The past few weeks have seen a number of races tightening in the Democrats' favour, as votes come down to local issues. Republicans are now publicly saying they are confident of picking up six Senate seats. This would fall short of earlier expectations and leave the Democrats with a 53-47 advantage.
However, Republicans are competitive in another seven states where Senate seats are now held by Democrats. Separately, Minority Whip Eric Cantor has talked about a tightening of the race for control of the House of Representatives and warned his party against complacency after weeks of polls suggesting House Republicans could pick up 39 seats and win back the majority.
These cautious signals from Republicans come as Democrats argue they are closing a perceived enthusiasm gap between voters for the parties and tout their recent fund-raising success as an example of political momentum shifting in their direction. The Democratic National Committee has donated $US20million ($A20.1million) so far to the party's House and Senate campaign committees, and will pour more cash into competitive campaigns over the next weeks in an attempt to stave off Republican victories and hold control of the Congress.
Meanwhile, although Democratic fund-raising is ahead of the Republicans, the Republicans are benefiting from a huge increase in spending by special interest groups. Outside spending on this mid-term election is up fivefold over that in 2006, and stands at about $80 million, much of this from undisclosed sources. The Supreme Court cleared the way for unlimited spending by corporations, unions and other interest groups on election advertising with its decision in Citizens United v Federal Election Commission earlier this year. Many interest groups are organised as non-profit groups and are not required to disclose their financial backing, thus encouraging anonymous donations. The bulk of this money is being spent by conservatives, who have outspent their Democratic-aligned competition sevenfold.
The increase in conservative spending has come from both established and new groups. The Chamber of Commerce alone is expected to spend about $75million; historically, the lion's share of their spending promotes conservative Republicans.

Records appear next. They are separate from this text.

//! Demo configuration.

/// Parameters of the procedural scene the demo builds.
#[derive(Debug, Clone, PartialEq)]
pub struct DemoConfig {
    /// Edge length of the square input grid.
    pub size: f32,
    /// Vertices along each side of the grid.
    pub resolution: u32,
    /// Height of the bump raised in the middle of the grid.
    pub displacement: f32,
    /// Radius of scattered points.
    pub point_radius: f32,
    /// Upper bound on the number of instances placed on the points.
    pub max_instances: usize,
}

impl DemoConfig {
    /// Create a config for a grid with `resolution` vertices per side.
    #[must_use]
    pub fn new(resolution: u32) -> Self {
        Self {
            size: 2.0,
            resolution,
            displacement: 0.5,
            point_radius: 0.05,
            max_instances: 16,
        }
    }

    #[must_use]
    pub fn with_size(mut self, size: f32) -> Self {
        self.size = size;
        self
    }

    #[must_use]
    pub fn with_displacement(mut self, displacement: f32) -> Self {
        self.displacement = displacement;
        self
    }

    #[must_use]
    pub fn with_point_radius(mut self, radius: f32) -> Self {
        self.point_radius = radius;
        self
    }

    #[must_use]
    pub fn with_max_instances(mut self, max_instances: usize) -> Self {
        self.max_instances = max_instances;
        self
    }
}

impl Default for DemoConfig {
    fn default() -> Self {
        Self::new(8)
    }
}

#[cfg(test)]
mod tests {
    use super::*;

    #[test]
    fn test_builder_overrides() {
        let config = DemoConfig::new(4)
            .with_size(10.0)
            .with_displacement(1.0)
            .with_point_radius(0.2)
            .with_max_instances(3);
        assert_eq!(config.resolution, 4);
        assert_eq!(config.size, 10.0);
        assert_eq!(config.displacement, 1.0);
        assert_eq!(config.point_radius, 0.2);
        assert_eq!(config.max_instances, 3);
    }

    #[test]
    fn test_default() {
        assert_eq!(DemoConfig::default().resolution, 8);
    }
}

There are recent accusations that the chamber has been actively soliciting money from foreign companies to influence US elections, in direct defiance of the law. The conservative Americans for Prosperity, linked to billionaire David Koch, is likely to spend about $45million. Other major players include groups run by Republican strategists such as Karl Rove, who plans to spend about $50 million. Rupert Murdoch's News Corporation has attracted attention with unprecedented donations of about $1million to both the Chamber of Commerce and the Republican Governors' Association.
This partisan approach is highlighted by the stances taken by News Corporation's media outlets. In particular, the Fox News channel is seen as offering a free campaign and advertising platform for conservatives and the Tea Party. Democratic-aligned groups are trying zealously to catch up. In August, the American Federation of Labor and Congress of Industrial Organisations said it would join with other union groups for a political effort estimated to cost at least $94million.
The American Federation of State, County and Municipal Employees intends to spend at least $50million and America Votes, a coalition of about 400 liberal groups, plans to spend $8.5million. Some wealthy candidates are spending enormous sums of their own money.
Meg Whitman, in her battle to win the Republican nomination and beat Democrat Jerry Brown for the right to the California governership and to take on the debt-ridden state budget, has spent a record $140million on her campaign to the end of September. Much of this ($119million) is from her own fortune. The former eBay chief has said she is willing to spend $150million on her campaign, but she might note that history shows a poor victory record for self-funded candidates. In 2008 the average cost of winning a House race was nearly $US1.1million and a Senate seat averaged almost $US6.5million. This year's efforts will top that. US politics is increasingly a game for millionaires where money not policy does the talking.
Dr Lesley Russell is a senior fellow at the Center for American Progress in Washington, DC. She is also a research associate at the Menzies Centre for Health Policy and the US Studies Centre at the University of Sydney.